The assembled here will surely guffaw at the above statement, but I think McCracken hits the nail on the head: It is nearly impossible for upper middle class Americans, academics or cubicle veal, to imagine a country that doesn't take our lead and, for most, enjoys a quality of life that most Americans can only imagine they will enjoy at 65 (if they can just keep slaving away). Sure, France, like anywhere else, has its problems, but franco-phobia of upper middle class Americans reveals more than a little sublimated resentment methinks.
Posted by: jamesd at May 7, 2007 11:48:28 AM
jamesd - the point needs to be made that this quality of life presently enjoyed by the 65-year old French is unsustainable. Don't get me wrong - who wouldn't sign up for a 35-hour work week and cradle-to-grave state nannyship? (Me, for example, and probably a vast majority of other Americans given the other sacrifices required).
You mistake the feelings Americans have toward the French for fear (Francophobia - what on earth is there to fear?), when what is really is is a reaction to their vocal dislike of us. Call it a 'touché' reaction. You couldn't pay me to live in that system - and soon the French government won't be able to pay 65-year olds to live it in either.
Posted by: fustercluck at May 7, 2007 8:38:54 PM
Posted by: fasdf at May 8, 2007 4:14:19 AM
"the point needs to be made that this quality of life presently enjoyed by the 65-year old French is unsustainable"

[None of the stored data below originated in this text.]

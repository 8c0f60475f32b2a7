// Copyright Materialize, Inc. and contributors. All rights reserved.
//
// Use of this software is governed by the Business Source License
// included in the LICENSE file.
//
// As of the Change Date specified in that file, in accordance with
// the Business Source License, use of this software will be governed
// by the Apache License, Version 2.0.

//! Custom resources for volume maintenance operations, as reconciled by the
//! local storage controller.
//!
//! This crate only ever reads these objects. The shapes here mirror the
//! `hwameistor.io/v1alpha1` API closely enough to deserialize what the
//! controller writes, and no further.

use std::fmt;

use schemars::JsonSchema;
use schemars::r#gen::SchemaGenerator;
use schemars::schema::Schema;
use serde::{Deserialize, Serialize};

pub mod local_volume_convert;
pub mod local_volume_expand;
pub mod local_volume_migrate;

/// The API group shared by all operation resources.
pub const API_GROUP: &str = "hwameistor.io";

/// The lifecycle state of an operation, as recorded in its status.
///
/// States the controller may add later deserialize as [`OperationState::Other`]
/// and keep their literal text.
#[derive(Clone, Debug, Deserialize, Serialize, PartialEq, Eq, Hash)]
#[serde(from = "String", into = "String")]
pub enum OperationState {
    /// Accepted by the controller but not yet started.
    Submitted,
    InProgress,
    Completed,
    /// An abort was requested and has not yet been acted on.
    ToBeAborted,
    Cancelled,
    Aborted,
    Failed,
    Unknown,
    Other(String),
}

impl OperationState {
    /// The literal state string used by the controller.
    pub fn as_str(&self) -> &str {
        match self {
            OperationState::Submitted => "Submitted",
            OperationState::InProgress => "InProgress",
            OperationState::Completed => "Completed",
            OperationState::ToBeAborted => "ToBeAborted",
            OperationState::Cancelled => "Cancelled",
            OperationState::Aborted => "Aborted",
            OperationState::Failed => "Failed",
            OperationState::Unknown => "Unknown",
            OperationState::Other(state) => state.as_str(),
        }
    }
}

impl From<String> for OperationState {
    fn from(state: String) -> OperationState {
        match state.as_str() {
            "Submitted" => OperationState::Submitted,
            "InProgress" => OperationState::InProgress,
            "Completed" => OperationState::Completed,
            "ToBeAborted" => OperationState::ToBeAborted,
            "Cancelled" => OperationState::Cancelled,
            "Aborted" => OperationState::Aborted,
            "Failed" => OperationState::Failed,
            "Unknown" => OperationState::Unknown,
            _ => OperationState::Other(state),
        }
    }
}

impl From<OperationState> for String {
    fn from(state: OperationState) -> String {
        match state {
            OperationState::Other(state) => state,
            known => known.as_str().to_string(),
        }
    }
}

impl JsonSchema for OperationState {
    fn schema_name() -> String {
        "OperationState".into()
    }

    fn is_referenceable() -> bool {
        false
    }

    fn json_schema(generator: &mut SchemaGenerator) -> Schema {
        String::json_schema(generator)
    }
}

impl fmt::Display for OperationState {
    fn fmt(&self, f: &mut fmt::Formatter) -> fmt::Result {
        f.write_str(self.as_str())
    }
}

/// Renders an optional state the way the controller does: an operation that
/// has not been given a state yet reports the empty string.
pub(crate) fn state_label(state: Option<&OperationState>) -> String {
    state.map(|s| s.as_str()).unwrap_or_default().to_string()
}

But my point was precisley that the quality of life I was referring to is not confined to 65 year olds in France! I was pointing out the rather sad reality in the US the upper middle class can only hope to hold on long enough (and be healthy enough) to enjoy at 65, what the majority of the French enjoy at 35.
McCracken's point is therefore quite brilliant - "big" social changes can get pushed through the US system precisely because there really ain't all that much to lose...we'll still be schlepping away 50-60 hours a week trying to "make it" regardless. Where there is a good bit to lose, the pace of change is glacial. This is something that most Americans simply can't imagine, thus the knee-jerk "you couldn't pay me to live in that system" reaction. You literally have no idea and, I am afraid, you protest a little too much. Indeed, what _is_ there to fear? It obviously touches some deep cord with you...
Posted by: jamesd at May 8, 2007 11:20:10 AM
Wait - so because I don't like something, I fear it? I don't like strawberry ice cream, so therefore I am afraid of it? You desperately need to rethink your assertions and conclusions.
Furthermore, I well know what that quality of life is like. One need not live day-to-day under a system to understand its implications. Again, your logic is extremely shoddy.
Back to the main point: the quality of life in France that is presently available to 35-year olds will not be available to these same people when they are 50. What part of that (ergo, UNSUSTAINABLE) do you not get? Who in the hell will pay for it? It's easy to say "the government", but from whence will the government money come? From the taxes of people working 35-hour work weeks? It's the same fate that the post-baby boomer generation in the US will face with regard to Social Security, only much worse because here, the upper middle class will at least have some personal capital to work with (property, 401ks).
This obviously escapes your understanding.
Posted by: fustercluck at May 8, 2007 8:50:12 PM
I'll let pass the remarkable cheek involved in being lectured to by an American on prudence or "sustainability" (!) and just point out again that WE were talking about McCracken and YOU were the one to chime in with "freedom-fries" level francophobia. I'd be willing to wager that you don't insert comments in reaction to every mention of strawberry ice cream on blogs, but when it comes to France, you just have to put yourself on record squarely against don't you. Something about the frogs that just gets you going, no?